[WORK ORDER] Reproduce every entry word for word.

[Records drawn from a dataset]
..............................

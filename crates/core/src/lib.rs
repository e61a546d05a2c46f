//! Helmlet core types: resource locators, the lookup error taxonomy and bridge configuration.

#![forbid(unsafe_code)]

use std::fmt;
use std::time::Duration;

use serde::{Deserialize, Serialize};

/// The (group, version, plural) triple identifying a fetchable resource type.
///
/// Namespace is deliberately not part of the locator: the same locator is reused
/// across namespaces and the namespace is attached per call.
#[derive(Debug, Clone, PartialEq, Eq, Hash, Serialize, Deserialize)]
pub struct ResourceLocator {
    /// `None` for the core (legacy) group.
    pub group: Option<String>,
    pub version: String,
    pub plural: String,
}

impl ResourceLocator {
    pub fn new(group: &str, version: &str, plural: &str) -> Self {
        Self {
            group: if group.is_empty() { None } else { Some(group.to_string()) },
            version: version.to_string(),
            plural: plural.to_string(),
        }
    }

    pub fn group_str(&self) -> &str { self.group.as_deref().unwrap_or("") }

    /// `v1` for the core group, `group/version` otherwise.
    pub fn api_version(&self) -> String {
        match &self.group {
            Some(g) => format!("{}/{}", g, self.version),
            None => self.version.clone(),
        }
    }
}

impl fmt::Display for ResourceLocator {
    fn fmt(&self, f: &mut fmt::Formatter<'_>) -> fmt::Result {
        match &self.group {
            Some(g) => write!(f, "{}.{}/{}", self.plural, g, self.version),
            None => write!(f, "{}/{}", self.plural, self.version),
        }
    }
}

/// Typed failures of a lookup, from resolution down to the host call.
#[derive(Debug, Clone, thiserror::Error, Serialize, Deserialize, PartialEq, Eq)]
pub enum LookupError {
    #[error("invalid input: {0}")]
    InvalidInput(String),
    #[error("kind unsupported by cluster: {api_version} {kind}")]
    UnsupportedResource { api_version: String, kind: String },
    #[error("operation not supported by the lookup client: {verb}")]
    UnsupportedOperation { verb: String },
    /// Structured `Status` returned by the API server.
    #[error("{message}")]
    ApiStatus { code: i32, reason: String, message: String, group_resource: String },
    /// Server failure whose body was not a `Status` object.
    #[error("{message} ({verb}, status {status_code})")]
    GenericServer { status_code: u16, verb: String, reason: String, message: String },
    #[error("transport: {message}")]
    Transport { message: String },
    #[error("decode: {message}")]
    Decode { message: String },
    #[error("{verb} timed out after {after_ms}ms")]
    DeadlineExceeded { verb: String, after_ms: u64 },
    #[error("{verb} cancelled")]
    Cancelled { verb: String },
    #[error("{verb} abandoned: host dropped the call without settling it")]
    Abandoned { verb: String },
}

impl LookupError {
    pub fn decode(e: impl fmt::Display) -> Self { Self::Decode { message: e.to_string() } }

    pub fn transport(e: impl fmt::Display) -> Self { Self::Transport { message: e.to_string() } }

    /// HTTP-level code carried by the error, if any.
    pub fn status_code(&self) -> Option<i32> {
        match self {
            Self::ApiStatus { code, .. } => Some(*code),
            Self::GenericServer { status_code, .. } => Some(i32::from(*status_code)),
            _ => None,
        }
    }

    pub fn reason(&self) -> Option<&str> {
        match self {
            Self::ApiStatus { reason, .. } | Self::GenericServer { reason, .. } => Some(reason.as_str()),
            _ => None,
        }
    }

    /// True for a `NotFound` reason, or a 404 when the server gave no reason.
    pub fn is_not_found(&self) -> bool {
        match self.reason() {
            Some(r) if !r.is_empty() => r == "NotFound",
            _ => self.status_code() == Some(404),
        }
    }
}

pub type LookupResult<T> = Result<T, LookupError>;

pub const DEFAULT_LOOKUP_TIMEOUT: Duration = Duration::from_secs(30);

/// Immutable configuration handed to every bridge; there is no process-wide state.
#[derive(Debug, Clone, PartialEq, Eq, Serialize, Deserialize)]
pub struct BridgeConfig {
    /// Upper bound for a single Get/List; `None` waits for the host indefinitely.
    pub lookup_timeout: Option<Duration>,
    /// Response bodies larger than this are rejected as decode errors.
    pub max_body_bytes: Option<usize>,
}

impl Default for BridgeConfig {
    fn default() -> Self {
        Self { lookup_timeout: Some(DEFAULT_LOOKUP_TIMEOUT), max_body_bytes: None }
    }
}

impl BridgeConfig {
    /// Read `HELMLET_LOOKUP_TIMEOUT_SECS` (`0` disables the deadline) and `HELMLET_MAX_BODY_BYTES`.
    pub fn from_env() -> Self {
        Self::from_vars(|k| std::env::var(k).ok())
    }

    pub fn from_vars(var: impl Fn(&str) -> Option<String>) -> Self {
        let mut cfg = Self::default();
        if let Some(secs) = var("HELMLET_LOOKUP_TIMEOUT_SECS").and_then(|s| s.trim().parse::<u64>().ok()) {
            cfg.lookup_timeout = if secs == 0 { None } else { Some(Duration::from_secs(secs)) };
        }
        cfg.max_body_bytes = var("HELMLET_MAX_BODY_BYTES").and_then(|s| s.trim().parse::<usize>().ok());
        cfg
    }

    pub fn with_lookup_timeout(mut self, timeout: Option<Duration>) -> Self {
        self.lookup_timeout = timeout;
        self
    }
}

..............................

[SOLUTION FOR THIS PROBLEM]
filename crates/core/src/lib.rs
repository e61a546d05a2c46f
//! Helmlet core types: resource locators, the lookup error taxonomy and bridge configuration.

#![forbid(unsafe_code)]

use std::fmt;
use std::time::Duration;

use serde::{Deserialize, Serialize};

/// The (group, version, plural) triple identifying a fetchable resource type.
///
/// Namespace is deliberately not part of the locator: the same locator is reused
/// across namespaces and the namespace is attached per call.
#[derive(Debug, Clone, PartialEq, Eq, Hash, Serialize, Deserialize)]
pub struct ResourceLocator {
    /// `None` for the core (legacy) group.
    pub group: Option<String>,
    pub version: String,
    pub plural: String,
}

impl ResourceLocator {
    pub fn new(group: &str, version: &str, plural: &str) -> Self {
        Self {
            group: if group.is_empty() { None } else { Some(group.to_string()) },
            version: version.to_string(),
            plural: plural.to_string(),
        }
    }

    pub fn group_str(&self) -> &str { self.group.as_deref().unwrap_or("") }

    /// `v1` for the core group, `group/version` otherwise.
    pub fn api_version(&self) -> String {
        match &self.group {
            Some(g) => format!("{}/{}", g, self.version),
            None => self.version.clone(),
        }
    }
}

impl fmt::Display for ResourceLocator {
    fn fmt(&self, f: &mut fmt::Formatter<'_>) -> fmt::Result {
        match &self.group {
            Some(g) => write!(f, "{}.{}/{}", self.plural, g, self.version),
            None => write!(f, "{}/{}", self.plural, self.version),
        }
    }
}

/// Typed failures of a lookup, from resolution down to the host call.
#[derive(Debug, Clone, thiserror::Error, Serialize, Deserialize, PartialEq, Eq)]
pub enum LookupError {
    #[error("invalid input: {0}")]
    InvalidInput(String),
    #[error("kind unsupported by cluster: {api_version} {kind}")]
    UnsupportedResource { api_version: String, kind: String },
    #[error("operation not supported by the lookup client: {verb}")]
    UnsupportedOperation { verb: String },
    /// Structured `Status` returned by the API server.
    #[error("{message}")]
    ApiStatus { code: i32, reason: String, message: String, group_resource: String },
    /// Server failure whose body was not a `Status` object.
    #[error("{message} ({verb}, status {status_code})")]
    GenericServer { status_code: u16, verb: String, reason: String, message: String },
    #[error("transport: {message}")]
    Transport { message: String },
    #[error("decode: {message}")]
    Decode { message: String },
    #[error("{verb} timed out after {after_ms}ms")]
    DeadlineExceeded { verb: String, after_ms: u64 },
    #[error("{verb} cancelled")]
    Cancelled { verb: String },
    #[error("{verb} abandoned: host dropped the call without settling it")]
    Abandoned { verb: String },
}

impl LookupError {
    pub fn decode(e: impl fmt::Display) -> Self { Self::Decode { message: e.to_string() } }

    pub fn transport(e: impl fmt::Display) -> Self { Self::Transport { message: e.to_string() } }

    /// HTTP-level code carried by the error, if any.
    pub fn status_code(&self) -> Option<i32> {
        match self {
            Self::ApiStatus { code, .. } => Some(*code),
            Self::GenericServer { status_code, .. } => Some(i32::from(*status_code)),
            _ => None,
        }
    }

    pub fn reason(&self) -> Option<&str> {
        match self {
            Self::ApiStatus { reason, .. } | Self::GenericServer { reason, .. } => Some(reason.as_str()),
            _ => None,
        }
    }

    /// True for a `NotFound` reason, or a 404 when the server gave no reason.
    pub fn is_not_found(&self) -> bool {
        match self.reason() {
            Some(r) if !r.is_empty() => r == "NotFound",
            _ => self.status_code() == Some(404),
        }
    }
}

pub type LookupResult<T> = Result<T, LookupError>;

pub const DEFAULT_LOOKUP_TIMEOUT: Duration = Duration::from_secs(30);

/// Immutable configuration handed to every bridge; there is no process-wide state.
#[derive(Debug, Clone, PartialEq, Eq, Serialize, Deserialize)]
pub struct BridgeConfig {
    /// Upper bound for a single Get/List; `None` waits for the host indefinitely.
    pub lookup_timeout: Option<Duration>,
    /// Response bodies larger than this are rejected as decode errors.
    pub max_body_bytes: Option<usize>,
}

impl Default for BridgeConfig {
    fn default() -> Self {
        Self { lookup_timeout: Some(DEFAULT_LOOKUP_TIMEOUT), max_body_bytes: None }
    }
}

impl BridgeConfig {
    /// Read `HELMLET_LOOKUP_TIMEOUT_SECS` (`0` disables the deadline) and `HELMLET_MAX_BODY_BYTES`.
    pub fn from_env() -> Self {
        Self::from_vars(|k| std::env::var(k).ok())
    }

    pub fn from_vars(var: impl Fn(&str) -> Option<String>) -> Self {
        let mut cfg = Self::default();
        if let Some(secs) = var("HELMLET_LOOKUP_TIMEOUT_SECS").and_then(|s| s.trim().parse::<u64>().ok()) {
            cfg.lookup_timeout = if secs == 0 { None } else { Some(Duration::from_secs(secs)) };
        }
        cfg.max_body_bytes = var("HELMLET_MAX_BODY_BYTES").and_then(|s| s.trim().parse::<usize>().ok());
        cfg
    }

    pub fn with_lookup_timeout(mut self, timeout: Option<Duration>) -> Self {
        self.lookup_timeout = timeout;
        self
    }
}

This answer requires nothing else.